▶ WORK REQUIRED: Search the entries below. Return every line that has "self" in it.

▶ WORKING DATA:

[Start of Attachment]

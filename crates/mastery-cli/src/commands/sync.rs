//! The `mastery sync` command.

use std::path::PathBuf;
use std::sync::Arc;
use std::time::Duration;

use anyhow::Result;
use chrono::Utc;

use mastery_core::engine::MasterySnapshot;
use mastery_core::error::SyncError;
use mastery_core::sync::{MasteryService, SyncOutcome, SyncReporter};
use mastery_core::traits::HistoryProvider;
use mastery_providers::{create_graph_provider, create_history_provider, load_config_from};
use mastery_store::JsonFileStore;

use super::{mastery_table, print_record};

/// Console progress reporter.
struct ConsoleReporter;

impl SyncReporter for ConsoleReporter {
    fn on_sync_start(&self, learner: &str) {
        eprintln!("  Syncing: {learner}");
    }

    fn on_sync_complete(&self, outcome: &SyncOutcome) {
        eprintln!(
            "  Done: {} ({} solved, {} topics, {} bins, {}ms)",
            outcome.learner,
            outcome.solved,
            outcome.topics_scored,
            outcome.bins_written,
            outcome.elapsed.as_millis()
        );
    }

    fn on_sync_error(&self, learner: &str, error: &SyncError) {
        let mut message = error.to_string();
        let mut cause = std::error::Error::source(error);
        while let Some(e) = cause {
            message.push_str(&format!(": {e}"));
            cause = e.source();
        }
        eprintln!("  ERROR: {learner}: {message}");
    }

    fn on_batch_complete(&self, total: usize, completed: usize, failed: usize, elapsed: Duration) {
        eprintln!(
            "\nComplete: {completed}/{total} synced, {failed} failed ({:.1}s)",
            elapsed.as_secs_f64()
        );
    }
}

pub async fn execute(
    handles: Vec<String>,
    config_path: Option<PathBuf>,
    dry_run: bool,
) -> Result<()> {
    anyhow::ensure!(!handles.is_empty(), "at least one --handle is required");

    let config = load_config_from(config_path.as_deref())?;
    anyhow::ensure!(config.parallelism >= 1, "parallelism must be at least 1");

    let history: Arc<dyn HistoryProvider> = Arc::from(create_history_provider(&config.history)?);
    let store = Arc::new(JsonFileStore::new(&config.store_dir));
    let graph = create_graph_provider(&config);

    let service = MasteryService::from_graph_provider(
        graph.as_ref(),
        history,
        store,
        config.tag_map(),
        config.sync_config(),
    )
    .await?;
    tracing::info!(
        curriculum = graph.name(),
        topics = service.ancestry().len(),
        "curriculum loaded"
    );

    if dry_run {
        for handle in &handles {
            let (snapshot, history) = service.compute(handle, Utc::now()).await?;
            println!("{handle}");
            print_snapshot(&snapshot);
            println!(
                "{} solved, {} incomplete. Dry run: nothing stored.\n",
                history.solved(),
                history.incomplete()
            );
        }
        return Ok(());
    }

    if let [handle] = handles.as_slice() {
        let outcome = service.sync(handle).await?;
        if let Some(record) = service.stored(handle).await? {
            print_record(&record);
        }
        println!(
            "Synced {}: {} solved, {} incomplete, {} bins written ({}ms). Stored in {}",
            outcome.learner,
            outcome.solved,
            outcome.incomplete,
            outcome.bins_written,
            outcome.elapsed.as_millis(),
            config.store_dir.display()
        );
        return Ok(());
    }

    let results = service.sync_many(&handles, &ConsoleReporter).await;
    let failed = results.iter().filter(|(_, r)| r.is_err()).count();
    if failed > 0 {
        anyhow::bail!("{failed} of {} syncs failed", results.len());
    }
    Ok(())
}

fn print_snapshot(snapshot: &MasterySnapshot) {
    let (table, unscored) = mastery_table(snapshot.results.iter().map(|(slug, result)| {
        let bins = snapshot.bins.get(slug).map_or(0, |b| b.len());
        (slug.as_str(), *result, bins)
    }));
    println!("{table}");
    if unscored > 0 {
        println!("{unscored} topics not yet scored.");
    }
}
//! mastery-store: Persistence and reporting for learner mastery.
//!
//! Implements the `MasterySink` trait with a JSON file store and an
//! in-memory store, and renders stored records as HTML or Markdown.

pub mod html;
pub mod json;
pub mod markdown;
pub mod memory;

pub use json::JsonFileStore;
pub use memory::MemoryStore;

[End of Attachment]

▶ EXERCISE RESPONSE:
    fn on_sync_start(&self, learner: &str) {
    fn on_sync_complete(&self, outcome: &SyncOutcome) {
    fn on_sync_error(&self, learner: &str, error: &SyncError) {
    fn on_batch_complete(&self, total: usize, completed: usize, failed: usize, elapsed: Duration) {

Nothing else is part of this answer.